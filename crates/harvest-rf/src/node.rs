use std::fmt;

use crate::error::RfError;

/// Zero-based feature column index.
#[derive(
    Debug, Clone, Copy, PartialEq, Eq, PartialOrd, Ord, Hash,
    serde::Serialize, serde::Deserialize,
)]
pub struct FeatureIndex(usize);

impl FeatureIndex {
    /// Create a new feature index from a zero-based column position.
    pub(crate) fn new(index: usize) -> Self {
        Self(index)
    }

    /// Return the zero-based feature column index.
    #[must_use]
    pub fn index(self) -> usize {
        self.0
    }
}

impl fmt::Display for FeatureIndex {
    fn fmt(&self, f: &mut fmt::Formatter<'_>) -> fmt::Result {
        write!(f, "{}", self.0)
    }
}

/// A node in a fitted decision tree.
///
/// Each internal node owns its two children; there is no sharing between
/// subtrees and no link back to the parent.
#[derive(Debug, Clone, PartialEq, serde::Serialize, serde::Deserialize)]
pub enum Node<L> {
    /// An interior split node.
    Internal {
        /// Feature used for the split.
        feature: FeatureIndex,
        /// Threshold value: samples with feature <= threshold go left.
        threshold: f64,
        /// Subtree for samples with feature <= threshold.
        left: Box<Node<L>>,
        /// Subtree for all other samples.
        right: Box<Node<L>>,
    },
    /// A terminal leaf node.
    Leaf {
        /// Majority label of the training rows that reached this leaf.
        label: L,
    },
}

impl<L> Node<L> {
    /// Return `true` if this node is a leaf.
    #[must_use]
    pub fn is_leaf(&self) -> bool {
        matches!(self, Node::Leaf { .. })
    }

    /// Return the leaf label, or `None` for an internal node.
    #[must_use]
    pub fn label(&self) -> Option<&L> {
        match self {
            Node::Leaf { label } => Some(label),
            Node::Internal { .. } => None,
        }
    }

    /// Walk from this node to a leaf following `sample` and return its label.
    ///
    /// Fails with [`RfError::PredictionFeatureMismatch`] if a split reads a
    /// feature past the end of `sample`.
    pub(crate) fn descend(&self, sample: &[f64]) -> Result<&L, RfError> {
        let mut node = self;
        loop {
            match node {
                Node::Leaf { label } => return Ok(label),
                Node::Internal {
                    feature,
                    threshold,
                    left,
                    right,
                } => {
                    let value = sample.get(feature.index()).ok_or(
                        RfError::PredictionFeatureMismatch {
                            expected: feature.index() + 1,
                            got: sample.len(),
                        },
                    )?;
                    node = if *value <= *threshold {
                        left.as_ref()
                    } else {
                        right.as_ref()
                    };
                }
            }
        }
    }

    /// Visit every node below and including this one with its depth.
    ///
    /// Iterative, so arbitrarily deep trees do not exhaust the stack.
    pub(crate) fn for_each_with_depth(&self, mut visit: impl FnMut(&Node<L>, usize)) {
        let mut stack = vec![(self, 0usize)];
        while let Some((node, depth)) = stack.pop() {
            visit(node, depth);
            if let Node::Internal { left, right, .. } = node {
                stack.push((right.as_ref(), depth + 1));
                stack.push((left.as_ref(), depth + 1));
            }
        }
    }

    /// Return the depth of the deepest leaf below this node (a leaf has depth 0).
    #[must_use]
    pub fn depth(&self) -> usize {
        let mut max_depth = 0;
        self.for_each_with_depth(|_, d| max_depth = max_depth.max(d));
        max_depth
    }

    /// Return the number of nodes in this subtree.
    #[must_use]
    pub fn n_nodes(&self) -> usize {
        let mut n = 0;
        self.for_each_with_depth(|_, _| n += 1);
        n
    }

    /// Return the number of leaves in this subtree.
    #[must_use]
    pub fn n_leaves(&self) -> usize {
        let mut n = 0;
        self.for_each_with_depth(|node, _| {
            if node.is_leaf() {
                n += 1;
            }
        });
        n
    }
}
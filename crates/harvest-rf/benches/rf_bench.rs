//! Criterion benchmarks for harvest-rf: tree induction, bagging, and prediction.

use criterion::{Criterion, criterion_group, criterion_main};
use rand::Rng;
use rand::SeedableRng;
use rand_chacha::ChaCha8Rng;

use harvest_rf::{BaggingConfig, DecisionTreeConfig};

fn make_classification(
    n_samples: usize,
    n_features: usize,
    n_classes: usize,
    seed: u64,
) -> (Vec<Vec<f64>>, Vec<usize>) {
    let mut rng = ChaCha8Rng::seed_from_u64(seed);
    let mut features = Vec::with_capacity(n_samples);
    let mut labels = Vec::with_capacity(n_samples);
    for i in 0..n_samples {
        let class = i % n_classes;
        labels.push(class);
        let row: Vec<f64> = (0..n_features)
            .map(|f| {
                let base = if f < 3 { class as f64 * 3.0 } else { 0.0 };
                base + rng.r#gen::<f64>() * 0.5
            })
            .collect();
        features.push(row);
    }
    (features, labels)
}

fn bench_bagging_train(c: &mut Criterion) {
    let (features, labels) = make_classification(500, 20, 5, 42);
    let cfg = BaggingConfig::new(50).unwrap().with_seed(42);

    c.bench_function("bagging_train_500x20_5class_50trees", |b| {
        b.iter(|| cfg.fit(&features, &labels).unwrap());
    });
}

fn bench_bagging_predict_batch(c: &mut Criterion) {
    let (features, labels) = make_classification(500, 20, 5, 42);
    let ensemble = BaggingConfig::new(50)
        .unwrap()
        .with_seed(42)
        .fit(&features, &labels)
        .unwrap();

    c.bench_function("bagging_predict_batch_500x20_50trees", |b| {
        b.iter(|| ensemble.predict_batch(&features).unwrap());
    });
}

fn bench_single_tree(c: &mut Criterion) {
    let (features, labels) = make_classification(500, 20, 5, 42);
    let cfg = DecisionTreeConfig::new();

    c.bench_function("tree_fit_500x20_5class", |b| {
        b.iter(|| cfg.fit(&features, &labels).unwrap());
    });
}

fn bench_single_tree_parallel_split(c: &mut Criterion) {
    // Large enough that the root split search runs per feature in parallel.
    let (features, labels) = make_classification(8000, 10, 3, 7);
    let cfg = DecisionTreeConfig::new().with_max_depth(Some(4));

    c.bench_function("tree_fit_8000x10_3class_depth4", |b| {
        b.iter(|| cfg.fit(&features, &labels).unwrap());
    });
}

criterion_group!(
    benches,
    bench_bagging_train,
    bench_bagging_predict_batch,
    bench_single_tree,
    bench_single_tree_parallel_split
);
criterion_main!(benches);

※

> **WHAT IS BEING ASKED**
Search the material for the word "number". Each line where it is found must be copied.

> **WRITTEN REPLY**
    /// Return the number of nodes in this subtree.
    /// Return the number of leaves in this subtree.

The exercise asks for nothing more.